The adage “Rome wasn’t built in a day” has soothed the worried brows of empire builders for centuries—but not the crew behind Major Food Group. Patience might’ve worked for those Romans, but in its breathless, rapid-fire expansion—eight restaurants in six years—the Italian-American food juggernaut has tapped more readily into Yankee restlessness than Old World restraint.
Since debuting Torrisi Italian Specialties in ’09, Mario Carbone, Rich Torrisi and Jeff Zalaznick have gone from relative unknowns to restaurant moguls—in 2015 alone, they’ll launch a bagel-focused appetizing store, a 15-seat fine-dining restaurant and three outposts of their high-end hero spot Parm.
Which brings us to the latest entry in the trio’s ever-growing domain—Santina, a glass-enclosed jewel box of a restaurant tucked neatly beneath the High Line. Though billed as “coastal Italian”—the place is named for Carbone’s Sicilian grandmother—the vibrant set-piece room reads more South Beach than southern Italy. Beneath candy-colored glass chandeliers, waiters bustle around the Renzo Piano–designed cube kitted in pastel polos and white Rod Laver kicks, weaving between potted palm trees to deliver painted ceramic plates of house-cured anchovies and porcelain pineapples brimming with tropical cocktails, as salsa horns blare overhead.
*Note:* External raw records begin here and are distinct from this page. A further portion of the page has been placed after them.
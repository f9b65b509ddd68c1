//! Client configuration loaded from the process environment.
use std::env;
use std::path::PathBuf;

use battle_runtime::Clock;

/// Everything the `battle` binary needs to set up one encounter.
#[derive(Clone, Debug, PartialEq, Eq)]
pub struct ClientConfig {
    /// Content directory; the bundled data when unset.
    pub data_dir: Option<PathBuf>,
    pub player_name: String,
    pub class: String,
    pub monster: String,
    pub seed: u64,
    pub clock: Clock,
    /// Log directory; the platform data directory when unset.
    pub log_dir: Option<PathBuf>,
}

impl Default for ClientConfig {
    fn default() -> Self {
        Self {
            data_dir: None,
            player_name: "Adventurer".to_string(),
            class: "knight".to_string(),
            monster: "slime".to_string(),
            seed: 42,
            clock: Clock::Virtual,
            log_dir: None,
        }
    }
}

impl ClientConfig {
    /// Construct configuration from process environment variables.
    ///
    /// Environment variables:
    /// - `BATTLE_DATA_DIR` - Content directory (default: bundled data)
    /// - `BATTLE_NAME` - Player name (default: Adventurer)
    /// - `BATTLE_CLASS` - Class id (default: knight)
    /// - `BATTLE_MONSTER` - Monster id (default: slime)
    /// - `BATTLE_SEED` - Game seed (default: 42)
    /// - `BATTLE_REALTIME` - Pace ticks against wall time (default: false)
    /// - `BATTLE_LOG_DIR` - Log directory (default: platform-specific)
    pub fn from_env() -> Self {
        Self::from_lookup(|key| env::var(key).ok())
    }

    pub fn from_lookup(lookup: impl Fn(&str) -> Option<String>) -> Self {
        let mut config = Self::default();

        config.data_dir = lookup("BATTLE_DATA_DIR").map(PathBuf::from);
        config.log_dir = lookup("BATTLE_LOG_DIR").map(PathBuf::from);

        if let Some(name) = lookup("BATTLE_NAME").filter(|name| !name.trim().is_empty()) {
            config.player_name = name;
        }
        if let Some(class) = lookup("BATTLE_CLASS") {
            config.class = class.trim().to_lowercase();
        }
        if let Some(monster) = lookup("BATTLE_MONSTER") {
            config.monster = monster.trim().to_lowercase();
        }
        if let Some(seed) = lookup("BATTLE_SEED").and_then(|raw| raw.trim().parse().ok()) {
            config.seed = seed;
        }

        // Accept a bare `BATTLE_REALTIME=` as "true"
        if let Some(raw) = lookup("BATTLE_REALTIME") {
            let realtime = match raw.trim() {
                "" => true,
                value => value.parse::<bool>().unwrap_or(value == "1"),
            };
            if realtime {
                config.clock = Clock::Realtime;
            }
        }

        config
    }
}

#[cfg(test)]
mod tests {
    use std::collections::HashMap;

    use super::*;

    fn lookup(pairs: &[(&str, &str)]) -> impl Fn(&str) -> Option<String> {
        let vars: HashMap<String, String> = pairs
            .iter()
            .map(|(k, v)| (k.to_string(), v.to_string()))
            .collect();
        move |key| vars.get(key).cloned()
    }

    #[test]
    fn empty_environment_uses_defaults() {
        assert_eq!(ClientConfig::from_lookup(|_| None), ClientConfig::default());
    }

    #[test]
    fn variables_override_defaults() {
        let config = ClientConfig::from_lookup(lookup(&[
            ("BATTLE_CLASS", " Rogue "),
            ("BATTLE_MONSTER", "troll_lord"),
            ("BATTLE_SEED", "1234"),
            ("BATTLE_REALTIME", "1"),
            ("BATTLE_DATA_DIR", "/srv/battle/data"),
        ]));

        assert_eq!(config.class, "rogue");
        assert_eq!(config.monster, "troll_lord");
        assert_eq!(config.seed, 1234);
        assert_eq!(config.clock, Clock::Realtime);
        assert_eq!(config.data_dir, Some(PathBuf::from("/srv/battle/data")));
        assert_eq!(config.player_name, "Adventurer");
    }

    #[test]
    fn unparsable_values_are_ignored() {
        let config = ClientConfig::from_lookup(lookup(&[
            ("BATTLE_SEED", "many"),
            ("BATTLE_REALTIME", "no"),
        ]));
        assert_eq!(config.seed, 42);
        assert_eq!(config.clock, Clock::Virtual);
    }
}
But Carbone by way of Cuba this isn’t. Compared to that restaurant’s belt-busting, red-sauce gusto, Santina is an altogether lighter affair, its sparse menu dominated by fish and produce. Bread service, a trope of Italian-American eating, is replaced by cecina ($12), thin chickpea crêpes served with a choice of filling—shaved funghi, herb-licked gamberetti—the best and boldest of which is a tuna tartare charged with capers and Calabrian chile.
That buoyant revamping continues across the menu—carpaccio ($9) trades beef for weightless, sunset-orange petals of squash, dotted with pumpkin seeds, honey agrodolce and crème fraîche, and Japanese short-grain rice frequently takes the place of pasta. The guanciale e pepe rice ($17) could be served at a spa—it’s so delicate—but those looking for the salty smack of Italian pork will leave disappointed, overwhelmed instead with cracked black pepper.
The house specialty, the surf-and-turf Chitarra Santina ($17), boasts lovely egg-yolk strands tangled around plump mussels and merguez sausage, but the spare tossing of olive oil and garlic is so minimal, it barely registers. On the opposite end of the spectrum, the bass agrigento ($24) drowns that supple fish in its peperonata-orange ragù.
It’s refreshing to see Carbone, Torrisi and Zalaznick lighten up, sure, but they’re food-world heavy hitters now. We expect more heft.